Oracle RMAN backup status 13, timer expired
Hi all
Sometimes, but not regularly, we experience one of our large Oracle backup ending with status 13.
Archive logs is always successful, so is the FULLs. This applies to our diffs.
We have a few thousand jobs that backup to a 5330HA cluster. Our Oracle backups runs NBU 8.1.2 on RHEL 7. Mediaserver is Appliance 3.1.2, with latest MSDP EEB bundle.
Here is from Job Details of Parent job:
16.mar.2020 03:39:20 - Info bphdb (pid=120725) INF - input datafile file number=00029 name=+DATA1/PXCDBL_DBM/82CDF1F23C1993F2E053C443F80AE973/DATAFILE/datex_lob.2830.1001260637
16.mar.2020 03:39:20 - Info bphdb (pid=120725) INF - input datafile file number=00024 name=+DATA1/PXCDBL_DBM/82CDF1F23C1993F2E053C443F80AE973/DATAFILE/system.2824.1001259231
16.mar.2020 03:39:21 - Info bphdb (pid=120725) INF - input datafile file number=00027 name=+DATA1/PXCDBL_DBM/82CDF1F23C1993F2E053C443F80AE973/DATAFILE/users.2828.1001259241
16.mar.2020 07:25:50 - Info bphdb (pid=120725) INF - released channel: ch00
16.mar.2020 07:25:50 - Info bphdb (pid=120725) INF - released channel: ch01
16.mar.2020 07:25:50 - Info bphdb (pid=120725) INF - RMAN-00571: ===========================================================
16.mar.2020 07:25:50 - Info bphdb (pid=120725) INF - RMAN-00569: =============== ERROR MESSAGE STACK FOLLOWS ===============
16.mar.2020 07:25:50 - Info bphdb (pid=120725) INF - RMAN-00571: ===========================================================
16.mar.2020 07:25:50 - Info bphdb (pid=120725) INF - RMAN-03009: failure of backup command on ch00 channel at 03/16/2020 07:25:33
16.mar.2020 07:25:50 - Info bphdb (pid=120725) INF - ORA-27192: skgfcls: sbtclose2 returned error - failed to close file
16.mar.2020 07:25:50 - Info bphdb (pid=120725) INF - ORA-19511: non RMAN, but media manager or vendor specific failure, error text:
16.mar.2020 07:25:50 - Info bphdb (pid=120725) INF - Failed to process backup file <bk_dPXCDBL_un2ur6tn8_s29410_p1_t1035171560>
16.mar.2020 07:25:50 - Info bphdb (pid=120725) INF - ORA-19502: write error on file "bk_dPXCDBL_un2ur6tn8_s29410_p1_t1035171560", block number 1 (block size=8192)

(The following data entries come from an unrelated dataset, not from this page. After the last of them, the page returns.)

// src/core/config.rs

use crate::core::common::KdSearchError;
use serde::{Deserialize, Serialize};
use std::fs; // For reading file
use std::net::SocketAddr;
use std::path::{Path, PathBuf};
use std::str::FromStr;

/// Configuration for the loader, the HTTP server and logging.
///
/// Every key is optional in a TOML file; missing keys take their defaults.
#[derive(Debug, Clone, Serialize, Deserialize, PartialEq)]
#[serde(default)]
pub struct Config {
    /// Vector file loaded at startup. Without one, every request must carry its own vectors.
    pub data_path: Option<PathBuf>,
    pub listen_addr: String,
    /// Directory served for every path that is not an API route.
    pub assets_dir: PathBuf,
    pub field_separator: char,
    pub max_request_bytes: usize,
    pub request_timeout_ms: u64,
    pub log_level: String,
}

/// Builder for Config struct implementing the Builder pattern.
#[derive(Debug, Clone, Default)]
pub struct ConfigBuilder {
    data_path: Option<PathBuf>,
    listen_addr: Option<String>,
    assets_dir: Option<PathBuf>,
    field_separator: Option<char>,
    max_request_bytes: Option<usize>,
    request_timeout_ms: Option<u64>,
    log_level: Option<String>,
}

impl ConfigBuilder {
    /// Creates a new ConfigBuilder with default values
    #[must_use]
    pub fn new() -> Self {
        Self::default()
    }

    /// Sets the vector file to load at startup
    #[must_use]
    pub fn data_path<P: Into<PathBuf>>(mut self, path: P) -> Self {
        self.data_path = Some(path.into());
        self
    }

    /// Sets the address the server binds to
    #[must_use]
    pub fn listen_addr<S: Into<String>>(mut self, addr: S) -> Self {
        self.listen_addr = Some(addr.into());
        self
    }

    /// Sets the static assets directory
    #[must_use]
    pub fn assets_dir<P: Into<PathBuf>>(mut self, path: P) -> Self {
        self.assets_dir = Some(path.into());
        self
    }

    /// Sets the component separator of the vector file format
    #[must_use]
    pub const fn field_separator(mut self, separator: char) -> Self {
        self.field_separator = Some(separator);
        self
    }

    /// Sets the maximum accepted request body size
    #[must_use]
    pub const fn max_request_bytes(mut self, bytes: usize) -> Self {
        self.max_request_bytes = Some(bytes);
        self
    }

    /// Sets the per-request deadline in milliseconds
    #[must_use]
    pub const fn request_timeout_ms(mut self, timeout: u64) -> Self {
        self.request_timeout_ms = Some(timeout);
        self
    }

    /// Sets the log level (`error`, `warn`, `info`, `debug` or `trace`)
    #[must_use]
    pub fn log_level<S: Into<String>>(mut self, level: S) -> Self {
        self.log_level = Some(level.into());
        self
    }

    /// Builds the Config instance with validation
    ///
    /// # Errors
    ///
    /// Returns `KdSearchError::Configuration` if any value is invalid.
    pub fn build(self) -> Result<Config, KdSearchError> {
        let defaults = Config::default();
        let config = Config {
            data_path: self.data_path.or(defaults.data_path),
            listen_addr: self.listen_addr.unwrap_or(defaults.listen_addr),
            assets_dir: self.assets_dir.unwrap_or(defaults.assets_dir),
            field_separator: self.field_separator.unwrap_or(defaults.field_separator),
            max_request_bytes: self.max_request_bytes.unwrap_or(defaults.max_request_bytes),
            request_timeout_ms: self.request_timeout_ms.unwrap_or(defaults.request_timeout_ms),
            log_level: self.log_level.unwrap_or(defaults.log_level),
        };

        config.validate()?;
        Ok(config)
    }
}

impl Default for Config {
    fn default() -> Self {
        Self {
            data_path: None,
            listen_addr: "127.0.0.1:8080".to_string(),
            assets_dir: PathBuf::from("assets"),
            field_separator: '|',
            max_request_bytes: 2 * 1024 * 1024, // 2MB
            request_timeout_ms: 30000,          // 30 seconds
            log_level: "info".to_string(),
        }
    }
}

impl Config {
    /// Creates a new ConfigBuilder for fluent configuration
    #[must_use]
    pub fn builder() -> ConfigBuilder {
        ConfigBuilder::new()
    }

    /// Validates the configuration
    ///
    /// # Errors
    ///
    /// Returns `KdSearchError::Configuration` naming the first invalid value.
    pub fn validate(&self) -> Result<(), KdSearchError> {
        self.socket_addr()?;
        self.tracing_level()?;

        let sep = self.field_separator;
        if sep.is_whitespace() || sep.is_ascii_digit() || matches!(sep, '.' | '-' | '+' | 'e' | 'E') {
            return Err(KdSearchError::Configuration(format!(
                "field_separator '{}' can appear inside a number",
                sep.escape_default()
            )));
        }

        if self.max_request_bytes == 0 {
            return Err(KdSearchError::Configuration(
                "max_request_bytes must be greater than 0".to_string(),
            ));
        }

        if self.request_timeout_ms == 0 {
            return Err(KdSearchError::Configuration(
                "request_timeout_ms must be greater than 0".to_string(),
            ));
        }

        Ok(())
    }

    /// The listen address parsed as a socket address.
    ///
    /// # Errors
    ///
    /// Returns `KdSearchError::Configuration` if `listen_addr` is not `ip:port`.
    pub fn socket_addr(&self) -> Result<SocketAddr, KdSearchError> {
        self.listen_addr.parse().map_err(|e| {
            KdSearchError::Configuration(format!("invalid listen_addr '{}': {}", self.listen_addr, e))
        })
    }

    /// The log level parsed for `tracing`.
    ///
    /// # Errors
    ///
    /// Returns `KdSearchError::Configuration` for an unknown level name.
    pub fn tracing_level(&self) -> Result<tracing::Level, KdSearchError> {
        tracing::Level::from_str(&self.log_level).map_err(|_| {
            KdSearchError::Configuration(format!("unknown log_level '{}'", self.log_level))
        })
    }

    /// Loads configuration from a TOML file.
    ///
    /// A missing file yields the default configuration.
    ///
    /// # Errors
    ///
    /// Returns `KdSearchError::Configuration` if parsing or validation fails,
    /// and `KdSearchError::Io` if the file exists but cannot be read.
    pub fn load_from_file(path: &Path) -> Result<Self, KdSearchError> {
        match fs::read_to_string(path) {
            Ok(contents) => {
                let config: Self = toml::from_str(&contents).map_err(|e| {
                    KdSearchError::Configuration(format!(
                        "Failed to parse config file '{}': {}",
                        path.display(),
                        e
                    ))
                })?;

                // Validate the loaded configuration
                config.validate()?;
                Ok(config)
            }
            Err(e) if e.kind() == std::io::ErrorKind::NotFound => Ok(Self::default()),
            Err(e) => Err(KdSearchError::Io(e)),
        }
    }

    /// Loads configuration from an optional TOML file path.
    ///
    /// # Errors
    ///
    /// Returns `KdSearchError::Configuration` if the file exists but cannot be parsed.
    pub fn load_or_default(optional_path: Option<&Path>) -> Result<Self, KdSearchError> {
        match optional_path {
            Some(path) => Self::load_from_file(path),
            None => Ok(Self::default()),
        }
    }
}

16.mar.2020 07:25:50 - Info bphdb (pid=120725) INF - ORA-27030: skgfwrt: sbtwrite2 returned error
16.mar.2020 07:25:50 - Info bphdb (pid=120725) INF - ORA-19511: non RMAN, but media manage
16.mar.2020 07:25:50 - Info bphdb (pid=120725) INF - Recovery Manager complete.
16.mar.2020 07:25:55 - Info bphdb (pid=120725) INF - End of Recovery Manager output.
16.mar.2020 07:25:55 - Info bphdb (pid=120725) INF - End Oracle Recovery Manager.
Here is from job details of the failing job:
16.mar.2020 03:39:35 - Info bptm (pid=233514) start backup
16.mar.2020 03:40:38 - Info bptm (pid=233514) backup child process is pid 235121
16.mar.2020 03:40:38 - begin writing
16.mar.2020 06:40:39 - Error bpbrm (pid=233505) socket read failed: errno = 62 - Timer expired
16.mar.2020 06:40:41 - Error bptm (pid=233514) media manager terminated by parent process
Obviousley there is a timeout involved here, but where? The backup job shows always timeout after exactly 3 hrs.